AOMP will install to /usr/lib/aomp. The AOMP environment variable will automatically be set to the install location. This may require a new terminal to be launched to see the change.
wget https://github.com/ROCm-Developer-Tools/aomp/releases/download/rel_17.0-2/aomp_SLES15_SP4-17.0-2.x86_64.rpm
sudo rpm -i aomp_SLES15_SP4-17.0-2.x86_64.rpm
Confirm AOMP environment variable is set:
echo $AOMP
The ROCm kernel driver is required for AMD GPU support. Also, to control access to the ROCm device, a user group "video" must be created and users need to be added to this group.
Important Note: There is a conflict with the KFD when simultaneously running the GUI on SLES-15-SP4, which leads to unpredicatable behavior when offloading to the GPU. We recommend using SLES-15-SP4 in text mode to avoid running both the KFD and GUI at the same time.

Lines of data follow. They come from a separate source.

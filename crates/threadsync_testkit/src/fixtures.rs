//! Test fixtures and harness helpers.
//!
//! Provides a [`TestHarness`] that wires a [`SyncEngine`] to an in-memory
//! remote, an on-disk state store and a temporary workspace, plus helpers
//! for inspecting the mirror.

use std::fs;
use std::path::{Path, PathBuf};
use std::sync::atomic::{AtomicU64, Ordering};
use std::sync::Arc;
use std::time::{Duration, SystemTime};

use tempfile::TempDir;
use threadsync_engine::{
    FileRecord, FileStateStore, LocalWorkspace, MemoryRemote, RetryPolicy, StateStore,
    SyncConfig, SyncEngine, ThreadState, ThreadStateBackend, TEMP_SUFFIX,
};

/// Thread mirrored by every harness.
pub const TEST_THREAD: &str = "thread-1";

/// Device name used for conflict copies.
pub const TEST_DEVICE: &str = "test-device";

/// Engine type built by [`TestHarness`].
pub type TestEngine = SyncEngine<MemoryRemote, FileStateStore, LocalWorkspace>;

static MTIME_BUMP: AtomicU64 = AtomicU64::new(1);

/// Returns the configuration every harness starts from: no retries, small
/// pages and small chunks so paging and chunking are exercised.
pub fn test_config() -> SyncConfig {
    SyncConfig::new(TEST_THREAD, TEST_DEVICE, "mem://")
        .with_retry(RetryPolicy::no_retry())
        .with_page_limit(2)
        .with_chunk_size(4)
}

/// An engine fixture with automatic cleanup.
pub struct TestHarness {
    /// The remote the engine talks to.
    pub remote: Arc<MemoryRemote>,
    /// The on-disk state store.
    pub store: Arc<FileStateStore>,
    /// The local mirror.
    pub workspace: Arc<LocalWorkspace>,
    config: SyncConfig,
    /// The temporary directory (kept alive to prevent cleanup).
    _temp_dir: TempDir,
}

impl TestHarness {
    /// Creates a harness with [`test_config`].
    pub fn new() -> Self {
        Self::with_config(|config| config)
    }

    /// Creates a harness whose configuration is adjusted by `f`.
    pub fn with_config(f: impl FnOnce(SyncConfig) -> SyncConfig) -> Self {
        let temp_dir = TempDir::new().expect("Failed to create temp directory");
        let config = f(test_config());
        let store = FileStateStore::open(temp_dir.path().join("state"))
            .expect("Failed to open state store")
            .with_ledger_capacity(config.ledger_capacity);

        Self {
            remote: Arc::new(MemoryRemote::new(config.thread_id.clone())),
            store: Arc::new(store),
            workspace: Arc::new(LocalWorkspace::new(temp_dir.path().join("mirror"))),
            config,
            _temp_dir: temp_dir,
        }
    }

    /// Returns the engine configuration.
    pub fn config(&self) -> &SyncConfig {
        &self.config
    }

    /// Builds an engine over the harness's remote, store and workspace.
    ///
    /// Building a new engine recovers the operation journal, the way a
    /// restarted process would.
    pub fn engine(&self) -> TestEngine {
        SyncEngine::new(
            self.config.clone(),
            self.remote.clone(),
            self.store.clone(),
            self.workspace.clone(),
        )
        .expect("Failed to build engine")
    }

    /// Builds an engine behind an `Arc`, for schedulers and listeners.
    pub fn shared_engine(&self) -> Arc<TestEngine> {
        Arc::new(self.engine())
    }

    /// Reopens the state store from disk, simulating a process restart.
    ///
    /// Every engine built from this harness must be dropped first, or the
    /// thread lock is still held.
    pub fn restart(&mut self) {
        let root = self.store.root().to_path_buf();
        self.store = Arc::new(
            FileStateStore::open(root)
                .expect("Failed to reopen state store")
                .with_ledger_capacity(self.config.ledger_capacity),
        );
    }

    /// Returns the directory holding the state store.
    pub fn state_dir(&self) -> &Path {
        self.store.root()
    }

    /// Returns the mirrored thread's directory.
    pub fn thread_dir(&self) -> PathBuf {
        self.workspace.root().join(&self.config.thread_id)
    }

    /// Returns the on-disk path of a mirrored file.
    pub fn local_path(&self, relative_path: &str) -> PathBuf {
        relative_path
            .split('/')
            .fold(self.thread_dir(), |path, segment| path.join(segment))
    }

    /// Writes a local file as a user edit would.
    ///
    /// The modification time is moved forward so the edit is visible even
    /// when size and timestamp granularity would hide it.
    pub fn write_local(&self, relative_path: &str, bytes: impl AsRef<[u8]>) {
        let path = self.local_path(relative_path);
        if let Some(parent) = path.parent() {
            fs::create_dir_all(parent).expect("Failed to create parent directory");
        }
        fs::write(&path, bytes).expect("Failed to write local file");

        let bump = MTIME_BUMP.fetch_add(1, Ordering::Relaxed);
        let mtime = SystemTime::now() + Duration::from_secs(bump);
        fs::File::options()
            .write(true)
            .open(&path)
            .and_then(|file| file.set_modified(mtime))
            .expect("Failed to set modification time");
    }

    /// Reads a local file, `None` if it does not exist.
    pub fn read_local(&self, relative_path: &str) -> Option<Vec<u8>> {
        fs::read(self.local_path(relative_path)).ok()
    }

    /// Deletes a local file.
    pub fn remove_local(&self, relative_path: &str) {
        fs::remove_file(self.local_path(relative_path)).expect("Failed to remove local file");
    }

    /// Lists every mirrored file as a sorted relative path, skipping
    /// in-flight temporary files.
    pub fn local_files(&self) -> Vec<String> {
        let mut files = Vec::new();
        collect_files(&self.thread_dir(), "", &mut files);
        files.sort();
        files
    }

    /// Returns the stored cursor token.
    pub fn cursor(&self) -> Option<String> {
        self.store
            .get_cursor(&self.config.thread_id)
            .expect("Failed to read cursor")
            .map(|cursor| cursor.as_str().to_string())
    }

    /// Returns the stored record of a file.
    pub fn record(&self, relative_path: &str) -> Option<FileRecord> {
        self.store
            .get_file_record(&self.config.thread_id, relative_path)
            .expect("Failed to read file record")
    }

    /// Returns a copy of the whole thread state.
    pub fn state(&self) -> ThreadState {
        self.store
            .read(&self.config.thread_id, |state| state.clone())
            .expect("Failed to read thread state")
    }

    /// Asserts that every remote file is mirrored locally with identical
    /// content and a record at the remote revision.
    pub fn assert_mirrors_remote(&self) {
        for path in self.remote.files() {
            let expected = self.remote.content(&path);
            assert_eq!(self.read_local(&path), expected, "content of {path}");

            let record = self.record(&path).unwrap_or_else(|| panic!("no record for {path}"));
            assert_eq!(
                Some(record.last_synced_revision_id),
                self.remote.revision_of(&path),
                "revision of {path}"
            );
        }
    }
}

impl Default for TestHarness {
    fn default() -> Self {
        Self::new()
    }
}

fn collect_files(dir: &Path, prefix: &str, out: &mut Vec<String>) {
    let Ok(entries) = fs::read_dir(dir) else {
        return;
    };
    for entry in entries.flatten() {
        let name = entry.file_name().to_string_lossy().into_owned();
        let relative = if prefix.is_empty() {
            name.clone()
        } else {
            format!("{prefix}/{name}")
        };
        let path = entry.path();
        if path.is_dir() {
            collect_files(&path, &relative, out);
        } else if !name.ends_with(TEMP_SUFFIX) {
            out.push(relative);
        }
    }
}

/// Polls `condition` until it holds or `timeout` elapses.
///
/// Returns whether the condition held.
pub async fn eventually(timeout: Duration, mut condition: impl FnMut() -> bool) -> bool {
    let deadline = tokio::time::Instant::now() + timeout;
    loop {
        if condition() {
            return true;
        }
        if tokio::time::Instant::now() >= deadline {
            return false;
        }
        tokio::time::sleep(Duration::from_millis(5)).await;
    }
}
//! Remote store abstraction.
//!
//! [`RemoteStore`] is the seam between the engine and the server. The engine
//! only speaks typed protocol values through it; [`HttpRemote`](crate::HttpRemote)
//! maps them to HTTP and [`MemoryRemote`](crate::MemoryRemote) serves them
//! from memory in tests.

use crate::error::SyncResult;
use async_trait::async_trait;
use threadsync_protocol::{
    ChunkAck, ChunkUpload, CommitRequest, ContentRange, DeleteRequest, EventId, FeedMessage,
    ManifestPage, SyncCursor,
};

/// Body of a download, read piece by piece.
#[async_trait]
pub trait DownloadBody: Send {
    /// Returns the next piece, or `None` once the server finished the body.
    ///
    /// A body may end before the file does; the caller asks again from the
    /// new offset.
    async fn next_piece(&mut self) -> SyncResult<Option<Vec<u8>>>;
}

/// A download whose headers arrived.
pub struct Download {
    /// Position of the body within the file.
    pub range: ContentRange,
    /// The body.
    pub body: Box<dyn DownloadBody>,
}

/// Result of a commit.
#[derive(Debug, Clone, PartialEq, Eq)]
pub enum CommitOutcome {
    /// The upload became the current revision.
    Committed {
        /// New revision id.
        revision_id: String,
    },
    /// The `ifMatchRevisionId` precondition failed.
    Conflict {
        /// Revision the server holds.
        current_revision_id: Option<String>,
    },
}

/// Result of a remote delete.
#[derive(Debug, Clone, PartialEq, Eq)]
pub enum DeleteOutcome {
    /// The path is gone.
    Deleted {
        /// Tombstone revision, when issued.
        revision_id: Option<String>,
    },
    /// The `ifMatchRevisionId` precondition failed.
    Conflict {
        /// Revision the server holds.
        current_revision_id: Option<String>,
    },
}

/// Server operations used by a sync pass.
#[async_trait]
pub trait RemoteStore: Send + Sync {
    /// Fetches one manifest page starting after `cursor`.
    async fn fetch_manifest(
        &self,
        thread_id: &str,
        cursor: Option<&SyncCursor>,
        limit: u32,
    ) -> SyncResult<ManifestPage>;

    /// Opens the content of `revision_id` (or the current revision) from
    /// byte `offset`. The server may ignore the offset and start at zero.
    async fn download(
        &self,
        thread_id: &str,
        path: &str,
        revision_id: Option<&str>,
        offset: u64,
    ) -> SyncResult<Download>;

    /// Uploads one chunk.
    async fn upload_chunk(&self, chunk: &ChunkUpload) -> SyncResult<ChunkAck>;

    /// Commits an upload.
    async fn commit(&self, request: &CommitRequest) -> SyncResult<CommitOutcome>;

    /// Deletes a path.
    async fn delete(&self, request: &DeleteRequest) -> SyncResult<DeleteOutcome>;
}

/// An open change-feed subscription.
#[async_trait]
pub trait FeedStream: Send {
    /// Returns the next message, or `None` once the server closed the stream.
    async fn next_message(&mut self) -> SyncResult<Option<FeedMessage>>;
}

/// Opens change-feed subscriptions.
#[async_trait]
pub trait FeedSource: Send + Sync {
    /// Subscribes to a thread, resuming after `last_event_id`.
    ///
    /// Fails with [`SyncError::FeedGap`](crate::SyncError::FeedGap) when the
    /// server can no longer resume from that id.
    async fn subscribe(
        &self,
        thread_id: &str,
        last_event_id: Option<&EventId>,
    ) -> SyncResult<Box<dyn FeedStream>>;
}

SUSE SLES-15-SP4 comes with kfd support installed. To verify this:
sudo dmesg | grep kfd
sudo dmesg | grep amdgpu
sudo usermod -a -G video $USER
The CUDA installation is optional.
wget https://developer.nvidia.com/compute/cuda/10.0/Prod/local_installers/cuda-repo-sles15-10-0-local-10.0.130-410.48-1.0-1.x86_64
sudo rpm -i cuda-repo-sles15-10-0-local-10.0.130-410.48-1.0-1.x86_64.rpm
sudo zypper refresh
sudo zypper install cuda
If prompted, select the 'always trust key' option. Depending on your system the CUDA install could take a very long time.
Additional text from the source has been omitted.